The key idea that sets constructivism apart from other theories of cognition was launched about sixty years ago by Jean Piaget. It was the idea that what we call knowledge does not and cannot have the purpose of producing representations of an independent reality, but has instead an adaptive function. This changed assessment of the cognitive activity entails an irrevocable break with the generally accepted epistemological tradition of Western civilization, according to which the knower must strive to attain a picture of the “real” world. While the revolutions in the physical sciences in this century have led to the realization that such a picture seems impossible even according to physical theory, most philosophers hang on to the belief that the progress of science will somehow lead to an approximation of the ultimate truth. Throughout the ages, however, there have been thinkers who did not share such a belief. Indeed, since the beginning of our history of ideas, the skeptics have formulated logically irrefutable arguments showing that if ”true” knowledge is to represent a real world it could not be attained.
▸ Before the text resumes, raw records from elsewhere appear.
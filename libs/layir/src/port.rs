//! Component ports.

use std::fmt::Display;
use std::str::FromStr;

use arcstr::ArcStr;
use geometry::prelude::*;
use serde::{Deserialize, Serialize};

use crate::Layer;

/// The circuit role of a port.
#[derive(Debug, Copy, Clone, Hash, Eq, PartialEq, Default, Serialize, Deserialize)]
#[serde(rename_all = "lowercase")]
pub enum PortType {
    /// A waveguide port.
    #[default]
    Optical,
    /// A heater contact.
    Heater,
    /// A DC electrical contact.
    Dc,
    /// An RF electrical contact.
    Rf,
    /// A superconducting wire terminal.
    Superconducting,
    /// A detector terminal.
    Detector,
    /// A generic electrical contact.
    Electrical,
}

impl PortType {
    /// All port types.
    pub const ALL: [PortType; 7] = [
        PortType::Optical,
        PortType::Heater,
        PortType::Dc,
        PortType::Rf,
        PortType::Superconducting,
        PortType::Detector,
        PortType::Electrical,
    ];

    /// The lowercase name of this port type.
    pub const fn as_str(&self) -> &'static str {
        match self {
            PortType::Optical => "optical",
            PortType::Heater => "heater",
            PortType::Dc => "dc",
            PortType::Rf => "rf",
            PortType::Superconducting => "superconducting",
            PortType::Detector => "detector",
            PortType::Electrical => "electrical",
        }
    }
}

impl Display for PortType {
    fn fmt(&self, f: &mut std::fmt::Formatter<'_>) -> std::fmt::Result {
        f.write_str(self.as_str())
    }
}

/// Indicates that a string did not name a known [`PortType`].
#[derive(thiserror::Error, Debug, Clone, PartialEq, Eq)]
#[error("unknown port type `{0}`")]
pub struct ParsePortTypeError(pub String);

impl FromStr for PortType {
    type Err = ParsePortTypeError;

    fn from_str(s: &str) -> Result<Self, Self::Err> {
        PortType::ALL
            .into_iter()
            .find(|t| t.as_str() == s)
            .ok_or_else(|| ParsePortTypeError(s.to_string()))
    }
}

/// A named, oriented, width-bearing connection point.
#[derive(Debug, Clone, PartialEq, Serialize, Deserialize)]
pub struct Port {
    name: ArcStr,
    midpoint: Point,
    /// Orientation in degrees, in `[0, 360)`.
    orientation: f64,
    width: f64,
    layer: Layer,
    port_type: PortType,
    /// The name of the owning component. Used for traceability only.
    parent: Option<ArcStr>,
}

impl Port {
    /// Creates a new optical port. The orientation is wrapped to `[0, 360)`.
    pub fn new(
        name: impl Into<ArcStr>,
        midpoint: impl Into<Point>,
        orientation: f64,
        width: f64,
        layer: impl Into<Layer>,
    ) -> Self {
        Self {
            name: name.into(),
            midpoint: midpoint.into(),
            orientation: wrap_angle(orientation),
            width,
            layer: layer.into(),
            port_type: PortType::default(),
            parent: None,
        }
    }

    /// Creates a port spanning the segment from `p1` to `p2`.
    ///
    /// The midpoint and width come from the segment. The port faces the direction
    /// obtained by turning the vector from `p1` to `p2` counterclockwise by 90 degrees.
    ///
    /// # Example
    ///
    /// ```
    /// # use layir::Port;
    /// # use geometry::prelude::*;
    /// let port = Port::from_endpoints("o1", Point::new(0., -0.25), Point::new(0., 0.25), (1u16, 0u16));
    /// assert_eq!(port.midpoint(), Point::new(0., 0.));
    /// assert_eq!(port.width(), 0.5);
    /// assert_eq!(port.orientation(), 180.);
    /// ```
    pub fn from_endpoints(
        name: impl Into<ArcStr>,
        p1: Point,
        p2: Point,
        layer: impl Into<Layer>,
    ) -> Self {
        let d = p2 - p1;
        let orientation = d.x.atan2(-d.y).to_degrees();
        Self::new(name, p1.midpoint(p2), orientation, d.norm(), layer)
    }

    /// Sets the port type.
    pub fn with_port_type(mut self, port_type: PortType) -> Self {
        self.port_type = port_type;
        self
    }

    #[inline]
    pub fn name(&self) -> &ArcStr {
        &self.name
    }

    #[inline]
    pub fn midpoint(&self) -> Point {
        self.midpoint
    }

    #[inline]
    pub fn x(&self) -> f64 {
        self.midpoint.x
    }

    #[inline]
    pub fn y(&self) -> f64 {
        self.midpoint.y
    }

    #[inline]
    pub fn orientation(&self) -> f64 {
        self.orientation
    }

    #[inline]
    pub fn width(&self) -> f64 {
        self.width
    }

    #[inline]
    pub fn layer(&self) -> Layer {
        self.layer
    }

    #[inline]
    pub fn port_type(&self) -> PortType {
        self.port_type
    }

    /// The name of the component this port was last assigned to.
    #[inline]
    pub fn parent(&self) -> Option<&ArcStr> {
        self.parent.as_ref()
    }

    /// The compass side this port faces.
    #[inline]
    pub fn side(&self) -> Compass {
        Compass::from_angle(self.orientation)
    }

    /// The two edge points of the port, in the order accepted by [`Port::from_endpoints`].
    pub fn endpoints(&self) -> (Point, Point) {
        let half = Point::from_angle(self.orientation + 90.) * (self.width / 2.);
        (self.midpoint + half, self.midpoint - half)
    }

    pub fn set_name(&mut self, name: impl Into<ArcStr>) {
        self.name = name.into();
    }

    pub fn set_parent(&mut self, parent: impl Into<ArcStr>) {
        self.parent = Some(parent.into());
    }

    /// Returns a copy of this port facing the opposite direction.
    pub fn flipped(&self) -> Self {
        let mut port = self.clone();
        port.orientation = wrap_angle(self.orientation + 180.);
        port
    }

    /// Returns a copy of this port moved by `(dx, dy)`.
    pub fn moved(&self, dx: f64, dy: f64) -> Self {
        let mut port = self.clone();
        port.translate_mut(Point::new(dx, dy));
        port
    }
}

impl TranslateMut for Port {
    fn translate_mut(&mut self, p: Point) {
        self.midpoint.translate_mut(p);
    }
}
Although they provided constant irritation to the philosophical establishment, it was always easy to make their arguments seem absurd by mentioning some of the wonderful things human knowledge had achieved. In ancient times one could point to the accurate predictions concerning eclipses and the movement of celestial bodies in general, and in our days there are not only the miracles of technology we use in everyday life, but there is also the overwhelming fact that a man was able to land on the moon. In the face of such successes it would, indeed, be ridiculous to question the validity of knowledge.
It is here that Piaget’s use of the notion of adaptation opens a path that makes it possible to accept the skeptics’ logical conclusion without diminishing the obvious value of knowledge.